== Description of the task ==
In the records below, how many lines hold the word "sorted"? Give only the number.

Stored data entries
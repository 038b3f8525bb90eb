//! Pure aggregation over raw upstream entities. No I/O: everything here is
//! a deterministic function of its inputs, which is what keeps the PDF,
//! XLSX, CSV, and JSON renderings of one report numerically identical.

use std::collections::HashMap;

use chrono::{Datelike, Duration, NaiveDate};
use rust_decimal::Decimal;

use crate::modules::reports::models::{
    CategoryInventory, CategoryRevenue, CustomerSales, DailySales, MonthlyRevenue,
    PaymentMethodRevenue, ProductInventory, ProductSales, SalesSummary, StockStatus,
};
use crate::modules::upstream::models::{Category, Customer, Product, Sale, SaleStatus};

/// Default ranking size for top-N lists
pub const DEFAULT_TOP_N: usize = 10;

fn is_completed(sale: &Sale) -> bool {
    sale.status == SaleStatus::Completed
}

/// Build a gap-free daily series over `[start, end]` inclusive.
/// Days without completed sales carry zero amount and zero count, so date
/// axes never have holes.
pub fn daily_series(start: NaiveDate, end: NaiveDate, sales: &[Sale]) -> Vec<DailySales> {
    let mut by_day: HashMap<NaiveDate, (Decimal, i64)> = HashMap::new();
    for sale in sales.iter().filter(|s| is_completed(s)) {
        let day = sale.sale_date.date_naive();
        let entry = by_day.entry(day).or_insert((Decimal::ZERO, 0));
        entry.0 += sale.total_amount;
        entry.1 += 1;
    }

    let mut series = Vec::new();
    let mut day = start;
    while day <= end {
        let (total_amount, order_count) = by_day.get(&day).copied().unwrap_or((Decimal::ZERO, 0));
        series.push(DailySales {
            date: day,
            total_amount,
            order_count,
        });
        day += Duration::days(1);
    }

    series
}

/// Summarize a daily series. Deriving the summary from the same line items
/// the exporters print guarantees the totals always reconcile.
pub fn sales_summary(daily: &[DailySales]) -> SalesSummary {
    let total_sales: Decimal = daily.iter().map(|d| d.total_amount).sum();
    let total_orders: i64 = daily.iter().map(|d| d.order_count).sum();
    let average_order_value = if total_orders > 0 {
        (total_sales / Decimal::from(total_orders)).round_dp(2)
    } else {
        Decimal::ZERO
    };

    SalesSummary {
        total_sales,
        total_orders,
        average_order_value,
    }
}

/// Rank products by revenue across completed sales.
///
/// Grouping preserves first-seen order so the descending stable sort breaks
/// revenue ties by insertion order. Truncation to `n` happens only after
/// the full sort. Products missing from the catalog keep their sale-line
/// name or fall back to "Product ID {id}" rather than being dropped.
pub fn top_products(sales: &[Sale], products: &[Product], n: usize) -> Vec<ProductSales> {
    let catalog: HashMap<i64, &Product> = products.iter().map(|p| (p.id, p)).collect();

    let mut order: Vec<i64> = Vec::new();
    let mut grouped: HashMap<i64, ProductSales> = HashMap::new();

    for sale in sales.iter().filter(|s| is_completed(s)) {
        for item in &sale.items {
            let entry = grouped.entry(item.product_id).or_insert_with(|| {
                order.push(item.product_id);
                let (product_name, sku) = match catalog.get(&item.product_id) {
                    Some(product) => (product.name.clone(), product.sku.clone()),
                    None => (
                        item.product_name
                            .clone()
                            .unwrap_or_else(|| format!("Product ID {}", item.product_id)),
                        None,
                    ),
                };
                ProductSales {
                    product_id: item.product_id,
                    product_name,
                    sku,
                    quantity_sold: 0,
                    revenue: Decimal::ZERO,
                }
            });
            entry.quantity_sold += i64::from(item.quantity);
            entry.revenue += item.net_amount();
        }
    }

    let mut ranked: Vec<ProductSales> = order
        .into_iter()
        .filter_map(|id| grouped.remove(&id))
        .collect();
    ranked.sort_by(|a, b| b.revenue.cmp(&a.revenue));
    ranked.truncate(n);
    ranked
}

/// Rank customers by completed-sale amount, same stable-sort-then-truncate
/// policy as [`top_products`]. Anonymous sales (no customer id) are skipped.
pub fn top_customers(sales: &[Sale], customers: &[Customer], n: usize) -> Vec<CustomerSales> {
    let directory: HashMap<i64, &Customer> = customers.iter().map(|c| (c.id, c)).collect();

    let mut order: Vec<i64> = Vec::new();
    let mut grouped: HashMap<i64, CustomerSales> = HashMap::new();

    for sale in sales.iter().filter(|s| is_completed(s)) {
        let Some(customer_id) = sale.customer_id else {
            continue;
        };
        let entry = grouped.entry(customer_id).or_insert_with(|| {
            order.push(customer_id);
            let customer_name = match directory.get(&customer_id) {
                Some(customer) => customer.name.clone(),
                None => sale
                    .customer_name
                    .clone()
                    .unwrap_or_else(|| format!("Customer ID {}", customer_id)),
            };
            CustomerSales {
                customer_id,
                customer_name,
                order_count: 0,
                total_amount: Decimal::ZERO,
            }
        });
        entry.order_count += 1;
        entry.total_amount += sale.total_amount;
    }

    let mut ranked: Vec<CustomerSales> = order
        .into_iter()
        .filter_map(|id| grouped.remove(&id))
        .collect();
    ranked.sort_by(|a, b| b.total_amount.cmp(&a.total_amount));
    ranked.truncate(n);
    ranked
}

/// Per-category stock rollup. Every fetched category appears, including
/// those with no matching products.
pub fn category_rollup(categories: &[Category], products: &[Product]) -> Vec<CategoryInventory> {
    categories
        .iter()
        .map(|category| {
            let mut product_count = 0i64;
            let mut stock_count = 0i64;
            let mut stock_value = Decimal::ZERO;

            for product in products
                .iter()
                .filter(|p| p.category_id == Some(category.id))
            {
                product_count += 1;
                stock_count += i64::from(product.stock_quantity);
                stock_value += product.price * Decimal::from(product.stock_quantity);
            }

            CategoryInventory {
                category_id: category.id,
                category_name: category.name.clone(),
                product_count,
                stock_count,
                stock_value,
            }
        })
        .collect()
}

/// Per-product inventory lines with derived stock value and status
pub fn product_inventory(products: &[Product]) -> Vec<ProductInventory> {
    products
        .iter()
        .map(|product| ProductInventory {
            product_id: product.id,
            product_name: product.name.clone(),
            sku: product.sku.clone(),
            stock_quantity: product.stock_quantity,
            minimum_stock: product.minimum_stock,
            unit_price: product.price,
            stock_value: product.price * Decimal::from(product.stock_quantity),
            status: StockStatus::of(product.stock_quantity, product.minimum_stock),
        })
        .collect()
}

/// Completed-sale line-item net revenue grouped by resolved category name.
/// Lines whose product or category cannot be resolved land in
/// "Uncategorized". Output is sorted descending by revenue.
pub fn revenue_by_category(
    sales: &[Sale],
    products: &[Product],
    categories: &[Category],
) -> Vec<CategoryRevenue> {
    let catalog: HashMap<i64, &Product> = products.iter().map(|p| (p.id, p)).collect();
    let category_names: HashMap<i64, &str> =
        categories.iter().map(|c| (c.id, c.name.as_str())).collect();

    let mut order: Vec<String> = Vec::new();
    let mut grouped: HashMap<String, CategoryRevenue> = HashMap::new();

    for sale in sales.iter().filter(|s| is_completed(s)) {
        for item in &sale.items {
            let name = catalog
                .get(&item.product_id)
                .and_then(|product| {
                    product
                        .category_id
                        .and_then(|id| category_names.get(&id).map(|n| n.to_string()))
                        .or_else(|| product.category_name.clone())
                })
                .unwrap_or_else(|| "Uncategorized".to_string());

            let entry = grouped.entry(name.clone()).or_insert_with(|| {
                order.push(name.clone());
                CategoryRevenue {
                    category_name: name,
                    revenue: Decimal::ZERO,
                    transaction_count: 0,
                }
            });
            entry.revenue += item.net_amount();
            entry.transaction_count += 1;
        }
    }

    let mut rollup: Vec<CategoryRevenue> = order
        .into_iter()
        .filter_map(|name| grouped.remove(&name))
        .collect();
    rollup.sort_by(|a, b| b.revenue.cmp(&a.revenue));
    rollup
}

/// Completed-sale line-item net revenue grouped by payment method string,
/// sorted descending by revenue.
pub fn revenue_by_payment_method(sales: &[Sale]) -> Vec<PaymentMethodRevenue> {
    let mut order: Vec<String> = Vec::new();
    let mut grouped: HashMap<String, PaymentMethodRevenue> = HashMap::new();

    for sale in sales.iter().filter(|s| is_completed(s)) {
        let entry = grouped
            .entry(sale.payment_method.clone())
            .or_insert_with(|| {
                order.push(sale.payment_method.clone());
                PaymentMethodRevenue {
                    payment_method: sale.payment_method.clone(),
                    revenue: Decimal::ZERO,
                    transaction_count: 0,
                }
            });
        for item in &sale.items {
            entry.revenue += item.net_amount();
            entry.transaction_count += 1;
        }
    }

    let mut rollup: Vec<PaymentMethodRevenue> = order
        .into_iter()
        .filter_map(|name| grouped.remove(&name))
        .collect();
    rollup.sort_by(|a, b| b.revenue.cmp(&a.revenue));
    rollup
}

/// Revenue and transaction count for months 1..=12 of `year`, with growth
/// computed against the preceding month of this very sequence.
pub fn monthly_revenue(year: i32, sales: &[Sale]) -> Vec<MonthlyRevenue> {
    let mut months = Vec::with_capacity(12);
    let mut previous_revenue: Option<Decimal> = None;

    for month in 1..=12u32 {
        let mut revenue = Decimal::ZERO;
        let mut transaction_count = 0i64;

        for sale in sales.iter().filter(|s| is_completed(s)) {
            let date = sale.sale_date.date_naive();
            if date.year() == year && date.month() == month {
                revenue += sale.total_amount;
                transaction_count += 1;
            }
        }

        let growth_percent = match previous_revenue {
            Some(prev) if prev > Decimal::ZERO => {
                ((revenue - prev) / prev * Decimal::from(100)).round_dp(2)
            }
            _ => Decimal::ZERO,
        };

        months.push(MonthlyRevenue {
            year,
            month,
            revenue,
            transaction_count,
            growth_percent,
        });
        previous_revenue = Some(revenue);
    }

    months
}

== Task result ==
2